La idea que la enfermedad mental es una entidad biológica es fácil de refutar. En 1988 el Dr. Seymour S. Kety, profesor emérito de neurociencia en psiquiatría, y el Dr. Steven Matthysse, profesor asociado de psicobiología, ambos de la Escuela Médica de Harvard, constataron: “una lectura imparcial de la literatura reciente no nos proporciona la esperada clarificación de la hipótesis de la catecolamina, ni provee evidencia persuasiva sobre otras diferencias biológicas que pueden caracterizar los cerebros de pacientes que padecen una enfermedad mental” (La nueva guía Harvard de siquiatría, Harvard Univ. Press, p. 148). En 1992 un panel de expertos reunidos por la Oficina del Congreso Americano de Evaluación Tecnológica concluyó: “Muchas preguntas quedan sin contestar acerca de la biología de los trastornos mentales. De hecho, las investigaciones aún tienen que identificar causas biológicas específicas para cualquiera de estos trastornos... Los trastornos mentales se clasifican sobre la base de síntomas porque aún no existen signos biológicos o pruebas de laboratorio para ellos” (La biología de los trastornos mentales, U.S. Gov’t Printing Office, 1992, pp. 13 & 46). En su libro Guía básica sobre medicamentos psiquiátricos, el profesor de la Universidad de Columbia, el Dr. Jack M. Gorman dijo: “Realmente no sabemos qué causa cualquier enfermedad psiquiátrica” (St. Martin’s Press, 1990, p. 316). En su libro La nueva psiquiatría, otro profesor de la misma universidad, el Dr. Jerrold S. Maxmen, dijo: “Es un hecho no reconocido el que los psiquiatras son los únicos especialistas médicos que tratan trastornos que, por definición, no tienen causas o curaciones conocidas... Un diagnóstico debe indicar la causa del trastorno mental, pero como diré posteriormente, como las etiologías de la mayoría de los trastornos mentales es desconocida, los actuales sistemas de diagnóstico no pueden reflejarlos” (Mentor, 1985, pp. 19 & 36, énfasis en el original). En su libro Psiquiatría tóxica, el Dr. Peter Breggin dijo: “no hay evidencia que cualquiera de los trastornos psicológicos o psiquiátricos tenga un componente genético o biológico” (St. Martin’s Press, 1991, p. 291).

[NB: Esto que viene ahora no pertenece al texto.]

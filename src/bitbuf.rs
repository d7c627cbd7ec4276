//! Fixed-size bit buffers: a writable, zero-initialized [`BitBuf`] and an
//! immutable, pad-trimmed [`PaddedBitBuf`] view over one.

use crate::bits::{basic_block_index, basic_block_offset, one_mask, BASIC_BLOCK_SIZE};
use std::ops::Range;

/// Fixed-size, zero-initialized, writable bit array over 32-bit blocks.
///
/// Invariant: `num_blocks == ceil(universe_size / 32)`, and bits in
/// `universe_size..32*num_blocks` (the unowned trailing bits of the last
/// block) are always zero.
#[derive(Clone)]
pub(crate) struct BitBuf {
    blocks: Box<[u32]>,
    universe_size: u32,
    /// Number of unowned trailing bits in the final block (always zero).
    num_trailing_bits: u32,
}

impl BitBuf {
    /// Construct a new all-zero `BitBuf` of the given universe size.
    pub(crate) fn new(universe_size: u32) -> Self {
        let num_blocks = universe_size.div_ceil(BASIC_BLOCK_SIZE);
        let last_block_occupancy = universe_size % BASIC_BLOCK_SIZE;
        let num_trailing_bits = if last_block_occupancy == 0 {
            0
        } else {
            BASIC_BLOCK_SIZE - last_block_occupancy
        };
        Self {
            blocks: vec![0; num_blocks as usize].into(),
            universe_size,
            num_trailing_bits,
        }
    }

    /// Set the bit at `bit_index` to 1. Idempotent.
    pub(crate) fn set_one(&mut self, bit_index: u32) {
        assert!(bit_index < self.universe_size);
        let index = basic_block_index(bit_index);
        let bit = 1 << basic_block_offset(bit_index);
        self.blocks[index] |= bit;
    }

    /// Set the bit at `bit_index` to 0. Idempotent.
    pub(crate) fn set_zero(&mut self, bit_index: u32) {
        assert!(bit_index < self.universe_size);
        let index = basic_block_index(bit_index);
        let bit = 1 << basic_block_offset(bit_index);
        self.blocks[index] &= !bit;
    }

    pub(crate) fn get(&self, bit_index: u32) -> bool {
        assert!(bit_index < self.universe_size);
        let index = basic_block_index(bit_index);
        let bit = 1 << basic_block_offset(bit_index);
        self.blocks[index] & bit != 0
    }

    pub(crate) fn get_block(&self, block_index: u32) -> u32 {
        self.blocks[block_index as usize]
    }

    pub(crate) fn blocks(&self) -> &[u32] {
        &self.blocks
    }

    pub(crate) fn num_blocks(&self) -> u32 {
        self.blocks.len() as u32
    }

    pub(crate) fn num_trailing_bits(&self) -> u32 {
        self.num_trailing_bits
    }

    pub(crate) fn universe_size(&self) -> u32 {
        self.universe_size
    }

    /// Try to produce a [`PaddedBitBuf`] view that trims block-aligned runs
    /// of identical blocks from the ends. If the surviving middle would
    /// still exceed `threshold * num_blocks` blocks, returns this buffer
    /// unpadded, since trimming would not be worthwhile.
    pub(crate) fn maybe_padded(self, threshold: f64) -> PaddedBitBuf {
        let spec = PadSpec::compute(&self);
        if spec.should_pad(self.num_blocks(), threshold) {
            PaddedBitBuf::new(self, spec)
        } else {
            self.into_padded()
        }
    }

    /// Wrap this buffer in a [`PaddedBitBuf`] with no trimming performed.
    pub(crate) fn into_padded(self) -> PaddedBitBuf {
        let universe_size = self.universe_size;
        let num_trailing_bits = self.num_trailing_bits;
        let right = self.blocks.len() as u32;
        PaddedBitBuf {
            blocks: self.blocks,
            padding: 0,
            left: 0,
            right,
            universe_size,
            num_trailing_bits,
        }
    }
}

/// The range of `blocks` that contains no padding on either side, where
/// padding is defined as a block equal to `pad`. Analogous to a string trim,
/// but returning an index range rather than a slice.
fn trimmed_range(blocks: &[u32], pad: u32) -> Range<usize> {
    let Some(start) = blocks.iter().position(|&b| b != pad) else {
        return 0..0;
    };
    let end = start + blocks[start..].iter().rposition(|&b| b != pad).unwrap() + 1;
    start..end
}

/// A recommended padding word and the block range it leaves unpadded. Split
/// out from `PaddedBitBuf` construction since deciding whether to pad
/// requires a scan that callers may want to short-circuit on.
#[derive(Clone)]
struct PadSpec {
    padding: u32,
    range: Range<usize>,
}

impl PadSpec {
    /// Compute the better of zero-padding or one-padding `buf`, preferring
    /// zero-padding on a tie.
    fn compute(buf: &BitBuf) -> PadSpec {
        if buf.blocks.is_empty() {
            return PadSpec {
                padding: 0,
                range: 0..0,
            };
        }

        let zero_range = trimmed_range(&buf.blocks, 0);

        // While looking for one-padding, the trailing unowned bits of the
        // last block are conceptually zero but would otherwise prevent that
        // block from being recognized as all-ones; patch them in only for
        // this scan, on a scratch copy.
        let mut blocks = buf.blocks.clone();
        let last = blocks.len() - 1;
        let trailing_mask = !one_mask(BASIC_BLOCK_SIZE - buf.num_trailing_bits);
        blocks[last] |= trailing_mask;
        let one_range = trimmed_range(&blocks, u32::MAX);

        if zero_range.len() <= one_range.len() {
            PadSpec {
                padding: 0,
                range: zero_range,
            }
        } else {
            PadSpec {
                padding: u32::MAX,
                range: one_range,
            }
        }
    }

    fn should_pad(&self, num_blocks: u32, threshold: f64) -> bool {
        if num_blocks == 0 {
            return true;
        }
        (self.range.len() as f64) <= threshold * (num_blocks as f64)
    }
}

/// Immutable, pad-trimmed view over a [`BitBuf`]: a block-aligned left pad,
/// a stored middle, and a right pad, where the pad bits are all-0 or all-1
/// (whichever gives smaller storage). Saves memory for long runs of
/// identical blocks at the endpoints, as arise in the unary high-bit stream
/// of an Elias-Fano encoding.
///
/// Invariant: `left + blocks.len() + (num_blocks - right) == num_blocks`,
/// and for any block index outside `[left, right)`, `get_block(i) == padding`.
#[derive(Clone)]
pub(crate) struct PaddedBitBuf {
    /// Stored middle blocks only; `blocks[0]` corresponds to block index `left`.
    blocks: Box<[u32]>,
    padding: u32,
    /// Index of the first non-padding block.
    left: u32,
    /// One beyond the index of the last non-padding block.
    right: u32,
    universe_size: u32,
    num_trailing_bits: u32,
}

impl PaddedBitBuf {
    fn new(buf: BitBuf, spec: PadSpec) -> Self {
        let PadSpec { padding, range } = spec;
        let left = range.start as u32;
        let right = range.end as u32;
        let blocks = if range.len() == buf.blocks.len() {
            buf.blocks
        } else {
            buf.blocks[range].to_vec().into_boxed_slice()
        };
        Self {
            blocks,
            padding,
            left,
            right,
            universe_size: buf.universe_size,
            num_trailing_bits: buf.num_trailing_bits,
        }
    }

    pub(crate) fn get(&self, bit_index: u32) -> bool {
        assert!(bit_index < self.universe_size);
        let index = basic_block_index(bit_index);
        let bit = 1 << basic_block_offset(bit_index);
        self.get_block(index as u32) & bit != 0
    }

    pub(crate) fn get_block(&self, block_index: u32) -> u32 {
        if block_index < self.left || block_index >= self.right {
            self.padding
        } else {
            self.blocks[(block_index - self.left) as usize]
        }
    }

    pub(crate) fn num_blocks(&self) -> u32 {
        self.universe_size.div_ceil(BASIC_BLOCK_SIZE)
    }

    pub(crate) fn num_trailing_bits(&self) -> u32 {
        self.num_trailing_bits
    }

    pub(crate) fn universe_size(&self) -> u32 {
        self.universe_size
    }
}

#[cfg(test)]
mod tests {
    use super::*;
    use crate::panics;

    fn check(mut buf: BitBuf, offset: u32) {
        assert_eq!(buf.get(offset), false);
        assert_eq!(buf.get(offset + 1), false);
        assert_eq!(buf.get(offset + 2), false);
        {
            let padded = buf.clone().into_padded();
            assert_eq!(padded.get(offset), false);
        }

        buf.set_one(offset + 1);
        assert_eq!(buf.get(offset), false);
        assert_eq!(buf.get(offset + 1), true);
        assert_eq!(buf.get(offset + 2), false);

        buf.set_one(offset);
        assert_eq!(buf.get(offset), true);
        assert_eq!(buf.get(offset + 1), true);

        buf.set_zero(offset + 1);
        assert_eq!(buf.get(offset), true);
        assert_eq!(buf.get(offset + 1), false);

        assert_eq!(buf.num_blocks(), buf.blocks.len() as u32);

        let mut c = buf.clone();
        assert!(panics(|| c.set_one(c.universe_size)));
        let c = buf.clone();
        assert!(panics(|| c.get(c.universe_size)));
    }

    #[test]
    fn test_bitbuf() {
        assert!(panics(|| BitBuf::new(0).set_one(0)));
        assert!(panics(|| BitBuf::new(0).get(0)));
        // handles max-size bufs without overflow
        BitBuf::new(u32::MAX);

        check(BitBuf::new(3), 0);
        check(BitBuf::new(5), 2);
        check(BitBuf::new(300), 0);
        check(BitBuf::new(300), 100);
    }

    #[test]
    fn test_padded_bitbuf_zero_padding() {
        let sz = BASIC_BLOCK_SIZE * 1000;
        let mut buf = BitBuf::new(BASIC_BLOCK_SIZE * 3000);
        buf.set_one(0);
        buf.set_one(sz / 2);
        buf.set_one(sz - 1);

        let spec = PadSpec::compute(&buf);
        assert!(spec.should_pad(buf.num_blocks(), 1.0));
        assert!(!spec.should_pad(buf.num_blocks(), 0.0));

        let padded = buf.clone().maybe_padded(0.5);
        assert_eq!(padded.get(1), false);
        assert_eq!(padded.get(12345), false);
        assert_eq!(padded.get(sz / 2), true);
    }

    #[test]
    fn test_padded_bitbuf_one_padding() {
        let sz = BASIC_BLOCK_SIZE * 1000;
        let mut buf = BitBuf::new(BASIC_BLOCK_SIZE * 3000);
        for block in 0..buf.blocks.len() {
            buf.blocks[block] = u32::MAX;
        }
        buf.set_zero(0);
        buf.set_zero(sz / 2);
        buf.set_zero(sz - 1);

        let padded = buf.clone().maybe_padded(0.5);
        assert_eq!(padded.get(1), true);
        assert_eq!(padded.get(12345), true);
        assert_eq!(padded.get(sz / 2), false);
    }

    #[test]
    fn test_padded_bitbuf_falls_back_when_not_worthwhile() {
        // 1-bits spread throughout leave nothing to trim, so maybe_padded
        // should hand back the full buffer unpadded.
        let mut buf = BitBuf::new(BASIC_BLOCK_SIZE * 10);
        for i in (0..buf.universe_size()).step_by(5) {
            buf.set_one(i);
        }
        let padded = buf.clone().maybe_padded(0.5);
        for i in 0..buf.universe_size() {
            assert_eq!(padded.get(i), buf.get(i));
        }
    }

    #[test]
    fn test_padded_bitbuf_empty() {
        let a = BitBuf::new(3).maybe_padded(1.0);
        let b = BitBuf::new(300).maybe_padded(1.0);
        assert_eq!(a.get_block(0), 0);
        assert_eq!(b.get_block(0), 0);
    }
}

Algunas veces se dice que el que las drogas psiquiátricas “curen” un pensamiento, emociones o conducta que se denomine enfermedad mental, demuestra la existencia de causas biológicas en las enfermedades mentales. Este argumento es fácilmente refutado. Supongamos que alguien toca el piano y que no nos guste que lo haga. Supongamos que lo forcemos a que tome una droga que lo invalide tanto que ya no pueda tocar más. ¿Probaría eso que su afición musical era causada por una anomalía biológica que fue curada por la droga? Esta forma de pensar, tan tonta como parece, es común entre los psiquiatras. La mayoría de las drogas psiquiátricas (si no es que todas) son neurotóxicas, esto es, producen en mayor o menor grado una incapacitación neurológica generalizada: detienen la conducta que disgusta a algunos, incapacitando tanto a la persona que ya no puede sentirse enojada, infeliz o deprimida. Pero llamarle a esto “curación” es absurdo, tan absurdo como la extrapolación que la droga le debió haber curado a tal persona una anomalía biológica, misma que causó las emociones o conductas que a algunos les disgustaron.

Cuando son confrontados con la falta de pruebas que la enfermedad mental es una entidad biológica, algunos defensores de tal creencia dirán que las “enfermedades” sí existen y que pueden definirse como tales sin que haya una anomalía biológica que la cause. La idea de una enfermedad mental como una entidad no biológica requiere de una refutación más extensa que la postura biologista.

Se cree que la gente está enferma mentalmente sólo cuando su pensar, emoción o conducta es contraria a lo que es considerado aceptable, es decir, cuando a otros (o a los pacientes mismos) no les gusta algo acerca de ellos. Una manera de ver el absurdo de llamarle a una cosa enfermedad, no porque haya anomalía biológica sino porque algo nos disgusta en una persona, es observar cómo difieren los valores de una cultura a otra y cómo cambian con el tiempo.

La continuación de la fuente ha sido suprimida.